An act of vandalism did not deter hundreds of Harefield residents from paying tribute to fallen soldiers on ANZAC Day.
The vandals sawed an Australian flagpole and peppered a memorial and information panel with blue paint just a day before hundreds paid tribute to fallen soldiers.
A service was held at Harefield (St Mary’s) Churchyard, Church Hill, where the bodies of more than 100 Australian soldiers killed in the First World War are interred.
The burial site hosted a special ANZAC (Australian and New Zealand Army Corps) Day service on Saturday afternoon (April 25), marking the centenary of the start of the Gallipoli Campaign, in which more than 11,000 soldiers from Australia and New Zealand were killed.
The cemetery is the UK’s primary place of remembrance for Australian First World War casualties and has hosted an annual ANZAC Day service, at which local schoolchildren lay flowers on every grave, since 1921.
Councillor Jane Palmer, who represents Harefield ward, saw little evidence of the vandalism and had nothing but praise for the village.
She said: “The ANZAC commemorations were superbly planned and a fitting tribute to the people who lost their lives. Every year it takes my breath away.”
“The vandalism didn’t stop Harefield residents turning out in their hundreds. The village was phenomenal and there were not enough spaces in the church to seat all that came to pay their respects.”
Representatives of the Australian and New Zealand governments and military were in Harefield for the ANZAC Day Service.
Around 270 children and staff members took part this year in the tradition of laying flowers in preparation for the ANZAC Day Service, that has so far lasted 97 years.
Mrs Bernadette Lloyd, headteacher at Harefield Infants, said: “The children remember the ANZAC soldiers every year by laying flowers on the graves, so that when the ceremony comes all can see that the soldiers have been thought about.

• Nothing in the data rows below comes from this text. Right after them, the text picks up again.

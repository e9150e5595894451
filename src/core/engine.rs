use super::component::TickComponent;
use super::error::EngineError;
use super::trace::TickSnapshot;
use log::debug;
use std::cell::RefCell;
use std::rc::Rc;

/// Observer trait for tick events
pub trait TickObserver {
    /// Called when the global tick advances
    fn on_tick_advance(&mut self, old_tick: u64, new_tick: u64);

    /// Called after all components have been advanced, with a snapshot of
    /// every output signal for the completed tick
    fn on_tick_complete(&mut self, snapshot: &TickSnapshot);
}

/// Allows an observer to be shared between the engine and the caller.
impl<T: TickObserver> TickObserver for Rc<RefCell<T>> {
    fn on_tick_advance(&mut self, old_tick: u64, new_tick: u64) {
        self.borrow_mut().on_tick_advance(old_tick, new_tick);
    }

    fn on_tick_complete(&mut self, snapshot: &TickSnapshot) {
        self.borrow_mut().on_tick_complete(snapshot);
    }
}

/// Advances every registered component exactly once per global tick.
///
/// Components are independent leaves; within a tick they are evaluated in
/// registration order, which only affects snapshot row order, never
/// component behavior.
pub struct TickEngine {
    components: Vec<Box<dyn TickComponent>>,
    observers: Vec<Box<dyn TickObserver>>,
    current_tick: u64,
    max_ticks: Option<u64>,
}

impl TickEngine {
    /// Create a new TickEngine with an optional tick limit
    pub fn new(max_ticks: Option<u64>) -> Self {
        Self {
            components: Vec::new(),
            observers: Vec::new(),
            current_tick: 0,
            max_ticks,
        }
    }

    /// Register a component; names must be unique within the engine
    pub fn register(&mut self, component: Box<dyn TickComponent>) -> Result<(), EngineError> {
        if self.components.iter().any(|c| c.name() == component.name()) {
            return Err(EngineError::DuplicateComponent(component.name().to_string()));
        }
        self.components.push(component);
        Ok(())
    }

    /// Add an observer to the engine
    pub fn add_observer(&mut self, observer: Box<dyn TickObserver>) {
        self.observers.push(observer);
    }

    /// Advance every component by one global tick
    pub fn step(&mut self) {
        let old_tick = self.current_tick;
        self.current_tick += 1;
        debug!("=== Tick {} ===", self.current_tick);

        for component in &mut self.components {
            component.tick();
        }

        let snapshot = self.sample();
        for observer in &mut self.observers {
            observer.on_tick_advance(old_tick, snapshot.tick);
        }
        for observer in &mut self.observers {
            observer.on_tick_complete(&snapshot);
        }
    }

    /// Step `ticks` times
    pub fn run(&mut self, ticks: u64) {
        for _ in 0..ticks {
            self.step();
        }
    }

    /// Step until the configured tick limit, returns the final tick count
    pub fn run_to_limit(&mut self) -> u64 {
        if let Some(max) = self.max_ticks {
            while self.current_tick < max {
                self.step();
            }
        }
        self.current_tick
    }

    /// Reset every component and the global tick counter, independent of
    /// prior history
    pub fn reset(&mut self) {
        debug!("=== Engine reset at tick {} ===", self.current_tick);
        for component in &mut self.components {
            component.reset();
        }
        self.current_tick = 0;
    }

    /// Sample every output signal without advancing the tick
    pub fn sample(&self) -> TickSnapshot {
        let mut samples = Vec::new();
        for component in &self.components {
            for (signal, kind, value) in component.signals() {
                samples.push(crate::core::signal::SignalSample {
                    component: component.name().to_string(),
                    signal: signal.to_string(),
                    kind,
                    value,
                });
            }
        }
        TickSnapshot {
            tick: self.current_tick,
            samples,
        }
    }

    /// Read one signal by component and signal name
    pub fn signal(&self, component: &str, signal: &str) -> Result<bool, EngineError> {
        let comp = self
            .components
            .iter()
            .find(|c| c.name() == component)
            .ok_or_else(|| EngineError::ComponentNotFound(component.to_string()))?;
        comp.signals()
            .iter()
            .find(|(name, _, _)| *name == signal)
            .map(|(_, _, value)| *value)
            .ok_or_else(|| EngineError::SignalNotFound(format!("{}.{}", component, signal)))
    }

    /// Get the current global tick count
    pub fn current_tick(&self) -> u64 {
        self.current_tick
    }

    /// Names of all registered components, in registration order
    pub fn component_names(&self) -> Vec<&str> {
        self.components.iter().map(|c| c.name()).collect()
    }
}

#[cfg(test)]
mod tests {
    use super::*;
    use crate::core::signal::SignalKind;

    // Minimal component counting its own ticks and resets.
    struct Counter {
        name: String,
        ticks: u64,
        resets: u64,
    }

    impl Counter {
        fn new(name: &str) -> Self {
            Self {
                name: name.to_string(),
                ticks: 0,
                resets: 0,
            }
        }
    }

    impl TickComponent for Counter {
        fn name(&self) -> &str {
            &self.name
        }

        fn tick(&mut self) {
            self.ticks += 1;
        }

        fn reset(&mut self) {
            self.ticks = 0;
            self.resets += 1;
        }

        fn signals(&self) -> Vec<(&'static str, SignalKind, bool)> {
            vec![("odd", SignalKind::Level, self.ticks % 2 == 1)]
        }
    }

    struct CountingObserver {
        advances: u64,
        completions: u64,
        last_tick: u64,
    }

    impl TickObserver for CountingObserver {
        fn on_tick_advance(&mut self, old_tick: u64, new_tick: u64) {
            assert_eq!(new_tick, old_tick + 1);
            self.advances += 1;
        }

        fn on_tick_complete(&mut self, snapshot: &TickSnapshot) {
            self.completions += 1;
            self.last_tick = snapshot.tick;
        }
    }

    #[test]
    fn test_duplicate_component_rejected() {
        let mut engine = TickEngine::new(None);
        engine.register(Box::new(Counter::new("a"))).unwrap();
        let result = engine.register(Box::new(Counter::new("a")));
        assert_eq!(
            result,
            Err(EngineError::DuplicateComponent("a".to_string()))
        );
    }

    #[test]
    fn test_step_advances_all_components() {
        let mut engine = TickEngine::new(None);
        engine.register(Box::new(Counter::new("a"))).unwrap();
        engine.register(Box::new(Counter::new("b"))).unwrap();

        engine.step();
        assert_eq!(engine.current_tick(), 1);
        assert_eq!(engine.signal("a", "odd"), Ok(true));
        assert_eq!(engine.signal("b", "odd"), Ok(true));

        engine.step();
        assert_eq!(engine.signal("a", "odd"), Ok(false));
    }

    #[test]
    fn test_signal_lookup_errors() {
        let mut engine = TickEngine::new(None);
        engine.register(Box::new(Counter::new("a"))).unwrap();
        assert_eq!(
            engine.signal("missing", "odd"),
            Err(EngineError::ComponentNotFound("missing".to_string()))
        );
        assert_eq!(
            engine.signal("a", "missing"),
            Err(EngineError::SignalNotFound("a.missing".to_string()))
        );
    }

    #[test]
    fn test_run_to_limit() {
        let mut engine = TickEngine::new(Some(10));
        engine.register(Box::new(Counter::new("a"))).unwrap();
        assert_eq!(engine.run_to_limit(), 10);
        // Already at the limit: no further stepping.
        assert_eq!(engine.run_to_limit(), 10);
    }

    #[test]
    fn test_observers_notified_per_step() {
        let observer = Rc::new(RefCell::new(CountingObserver {
            advances: 0,
            completions: 0,
            last_tick: 0,
        }));
        let mut engine = TickEngine::new(None);
        engine.register(Box::new(Counter::new("a"))).unwrap();
        engine.add_observer(Box::new(Rc::clone(&observer)));

        engine.run(5);
        assert_eq!(observer.borrow().advances, 5);
        assert_eq!(observer.borrow().completions, 5);
        assert_eq!(observer.borrow().last_tick, 5);
    }

    #[test]
    fn test_reset_returns_to_initial_state() {
        let mut engine = TickEngine::new(None);
        engine.register(Box::new(Counter::new("a"))).unwrap();
        engine.run(7);
        engine.reset();
        assert_eq!(engine.current_tick(), 0);
        assert_eq!(engine.signal("a", "odd"), Ok(false));
    }

    #[test]
    fn test_sample_includes_all_signals() {
        let mut engine = TickEngine::new(None);
        engine.register(Box::new(Counter::new("a"))).unwrap();
        engine.register(Box::new(Counter::new("b"))).unwrap();
        let snapshot = engine.sample();
        assert_eq!(snapshot.tick, 0);
        assert_eq!(snapshot.samples.len(), 2);
        assert_eq!(snapshot.samples[0].component, "a");
        assert_eq!(snapshot.samples[1].component, "b");
    }
}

We’ve been contacted by family members in Australia who thank us for what we do.”
Children from Harefield Junior School performed a concert The ANZACs and Us, which received a standing ovation.
On Thursday (April 23), the Mayor and Mayoress of Hillingdon opened an ANZAC Peace Garden ahead of the commemorations.
Mr Paul Dodd, headteacher at Harefield Junior School, said: "This will be a lasting tribute to the ANZACs and will help to ensure future generations never forget them."
The Commonwealth War Graves Commission, which maintains the site, condemned the vandals but worked hard to ensure the damage was repaired in time.
“The vandalism is very upsetting for the Commission, after all the work [to restore the graves] that has taken place over the last three months,” said a spokesman for the commission.
Barney Cullum, CWGC Media Officer, said: “The service went ahead followed the immediate mobilisation of CWGC and Church staff on Friday, who acted swiftly and brilliantly to overcome the pre-event vandalism at the site.”
Jean Palmer, deputy chief executive of Hillingdon Council and Corporate Director of Residents Services, commended the village’s efforts: “Harefield is proud of its association with the Australian and New Zealand Army Corps and the wonderful range of events that took place in the village to mark ANZAC Day were welcomed by the local community as well as relatives of ANZAC soldiers who fought in WWI and were brought to Harefield for hospital treatment.
"It was a positive occasion and the vandals who attempted to spoil the day did not succeed.”